[SPARK-29894][SQL][WEBUI] Add Codegen Stage Id to Spark plan graphs in Web UI SQL Tab

### What changes were proposed in this pull request? The Web UI SQL Tab provides information on the executed SQL using plan graphs and by reporting SQL execution plans. Both sources provide useful information. Physical execution plans report Codegen Stage Ids. This PR adds Codegen Stage Ids to the plan graphs. ### Why are the changes needed? It is useful to have Codegen Stage Id information also reported in plan graphs, this allows to more easily match physical plans and graphs with metrics when troubleshooting SQL execution. Example snippet to show the proposed change: ![](https://issues.apache.org/jira/secure/attachment/12985837/snippet__plan_graph_with_Codegen_Stage_Id_Annotated.png) Example of the current state: ![](https://issues.apache.org/jira/secure/attachment/12985838/snippet_plan_graph_before_patch.png) Physical plan: ![](https://issues.apache.org/jira/secure/attachment/12985932/Physical_plan_Annotated.png) ### Does this PR introduce any user-facing change? This PR adds Codegen Stage Id information to SQL plan graphs in the Web UI/SQL Tab. ### How was this patch tested? Added a test + manually tested Closes #26519 from LucaCanali/addCodegenStageIdtoWEBUIGraphs.
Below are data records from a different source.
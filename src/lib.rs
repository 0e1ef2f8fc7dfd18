//! # propp-pi — π from the stopping time of a fair coin
//!
//! Flip a fair coin until heads first outnumber tails, at flip τ. The ratio
//! heads/τ at that moment has expectation exactly π/4 (Propp's
//! construction), so averaging it over many independent trials and
//! multiplying by 4 estimates π.
//!
//! ## Pipeline
//!
//! | Stage | Rust module | Description |
//! |-------|-------------|-------------|
//! | Generator | [`simulation::fast_prng`] | SplitMix64, seeded once per run; one u64 draw = 64 coins |
//! | Batch | [`simulation::batch`] | All trials of a chunk flip in lockstep; stopped trials leave the active list |
//! | Aggregate | [`simulation::aggregate`] | Chunks of ≤ `chunk_size` trials folded into running sum / sum of squares |
//! | Result | [`estimate`] | Immutable [`Estimate`]: π̂, mean ratio, standard error, counts, seed |
//!
//! ## Statistics
//!
//! With n trials and ratios rᵢ: `mean = Σrᵢ / n`,
//! `var = max(Σrᵢ² / n − mean², 0)`, `π̂ = 4·mean`, `se = 4·sqrt(var / n)`.
//!
//! ## Example
//!
//! ```no_run
//! use propp_pi::{simulate_coin_pi, SimulationParams};
//!
//! let params = SimulationParams::new(1_000, 200).with_seed(2026);
//! let estimate = simulate_coin_pi(&params)?;
//! println!("{estimate}");
//! # Ok::<(), propp_pi::Error>(())
//! ```

pub mod constants;
pub mod env_config;
pub mod error;
pub mod estimate;
pub mod params;
pub mod simulation;

pub use error::{Error, Result};
pub use estimate::{load_estimate, save_estimate, Estimate};
pub use params::SimulationParams;
pub use simulation::{simulate_batch, simulate_coin_pi, simulate_coin_pi_with_rng, SplitMix64};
Authored-by: Luca Canali <luca.canali@cern.ch> Signed-off-by: Wenchen Fan <wenchen@databricks.com>
2019-11-20 23:20:33 +08:00 · 2019-11-20 23:20:33 +08:00 · b5df40bd87
parent 56a65b971d
commit b5df40bd87
6 changed files with 27 additions and 9 deletions
--- a/docs/img/webui-sql-dag.png
+++ b/docs/img/webui-sql-dag.png
--- a/docs/web-ui.md
+++ b/docs/web-ui.md
@ -336,7 +336,7 @@ scala> spark.sql("select name,sum(count) from global_temp.df group by name").sho
 </p>

 Now the above three dataframe/SQL operators are shown in the list. If we click the
-'show at \<console\>: 24' link of the last query, we will see the DAG of the job.
+'show at \<console\>: 24' link of the last query, we will see the DAG and details of the query execution.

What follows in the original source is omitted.